L’évènement professionnel indésirable étudié portait sur le fait d’avoir vécu une période de chômage de plus de 6 mois dans les 12 derniers mois.

Analyses statistiques

Les analyses ont été menées séparément selon le sexe.

Les taux de prévalence des pensées suicidaires au cours des 12 derniers mois ont été calculés selon l’âge, la catégorie socioprofessionnelle, le secteur d’activité, le statut d’emploi et les revenus. Des tests du Chi2 ont été réalisés avec un seuil de significativité de 5%, afin de tester l’existence de différences selon les modalités des variables étudiées.

Chez les répondants déclarant avoir eu des pensées suicidaires, les raisons attribuées à ces pensées étaient décrites. Celles-ci étaient également déclinées selon la catégorie socioprofessionnelle.

L’étude des associations entre l’exposition aux facteurs professionnels et la présence de pensées suicidaires au cours des 12 derniers mois a été réalisée à partir de régressions logistiques multivariées où les pensées suicidaires étaient la variable dépendante. Chaque facteur professionnel était introduit dans un modèle indépendant avec ajustement sur l’âge, la catégorie socioprofessionnelle, le secteur d’activité, le statut d’emploi et les revenus. Ces modèles ont permis de calculer des odds ratios (OR) et leurs intervalles de confiance à 95% (IC95%).

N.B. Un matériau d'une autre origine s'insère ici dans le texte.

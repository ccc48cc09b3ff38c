// SPDX-License-Identifier: GPL-3.0-or-later

/*
 *  src/error.rs - Error types for fixed-width record processing.
 *  Copyright (C) 2026  Forest Crossman <cyrozap@gmail.com>
 *
 *  This program is free software: you can redistribute it and/or modify
 *  it under the terms of the GNU General Public License as published by
 *  the Free Software Foundation, either version 3 of the License, or
 *  (at your option) any later version.
 *
 *  This program is distributed in the hope that it will be useful,
 *  but WITHOUT ANY WARRANTY; without even the implied warranty of
 *  MERCHANTABILITY or FITNESS FOR A PARTICULAR PURPOSE.  See the
 *  GNU General Public License for more details.
 *
 *  You should have received a copy of the GNU General Public License
 *  along with this program.  If not, see <https://www.gnu.org/licenses/>.
 */

use thiserror::Error;

use crate::spec::Kind;

/// Errors produced while resolving schemas or encoding/decoding records.
#[derive(Debug, Error)]
pub enum Error {
    /// The schema declaration is malformed.
    #[error("Schema error: {0}")]
    Schema(String),

    /// An encoded value does not fit in its field.
    #[error(
        "The value {value:?} with length {actual} is too long for field {field} with length {allowed}"
    )]
    FieldTooLong {
        field: String,
        value: String,
        actual: usize,
        allowed: usize,
    },

    /// Field text could not be parsed into the declared kind.
    #[error("Cannot parse {text:?} as {kind} for field {field}: {reason}")]
    FieldParse {
        field: String,
        kind: Kind,
        text: String,
        reason: String,
    },

    /// The encoded record length differs from the declared record length.
    #[error("Record length of {actual} does not match defined length of {expected}")]
    RecordLengthMismatch { actual: usize, expected: usize },

    /// A value of the wrong kind was supplied for a field.
    #[error("Field {field} expects a {expected} value, got {found}")]
    ValueMismatch {
        field: String,
        expected: Kind,
        found: Kind,
    },

    /// The record has no field with this name.
    #[error("Record has no field named {field}")]
    UnknownField { field: String },

    /// The line ends before the field does (strict short line policy only).
    #[error("Line too short for field {field}: needed {needed} bytes, {available} available")]
    ShortLine {
        field: String,
        needed: usize,
        available: usize,
    },

    /// An operation was attempted on an exhausted or unopened resource.
    #[error("Usage error: {0}")]
    Usage(String),

    /// A failure while processing one record of a file.
    #[error("Record {index}: {source}")]
    Record {
        index: usize,
        #[source]
        source: Box<Error>,
    },

    #[error(transparent)]
    Io(#[from] std::io::Error),

    #[error(transparent)]
    Csv(#[from] csv::Error),
}

impl Error {
    /// Wraps this error with the index of the record being processed.
    pub fn at_record(self, index: usize) -> Self {
        Self::Record {
            index,
            source: Box::new(self),
        }
    }
}

pub type Result<T> = std::result::Result<T, Error>;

Les analyses ont été réalisées à l’aide du logiciel SAS® Enterprise Guide 7.1.

Résultats

La population d’étude comprenait 14 536 personnes actives occupées, dont 51% d’hommes.

En 2017, 3,8% des actifs occupés déclaraient avoir eu des pensées suicidaires au cours des 12 derniers mois. Le taux de prévalence des pensées suicidaires était significativement plus élevé chez les femmes (4,5%) que chez les hommes (3,1%) (tableau 1). Concernant l’âge, il n’y avait pas de différence statistiquement significative quel que soit le sexe. Toutefois les taux de prévalence les plus élevés semblaient concerner les hommes et les femmes âgés de 45 à 54 ans (respectivement 4,0% et 5,1%).

Chez les hommes, les taux de prévalence étaient significativement différents selon le statut d’emploi. Les hommes à leur compte étant plus fréquemment sujets aux pensées suicidaires que les salariés (4,3% contre 2,8%). Concernant les revenus, le taux de prévalence des pensées suicidaires était significativement plus élevé chez les personnes ayant des revenus inférieurs à 1 500 euros par mois (7,7% chez les femmes et les 4,8% chez les hommes).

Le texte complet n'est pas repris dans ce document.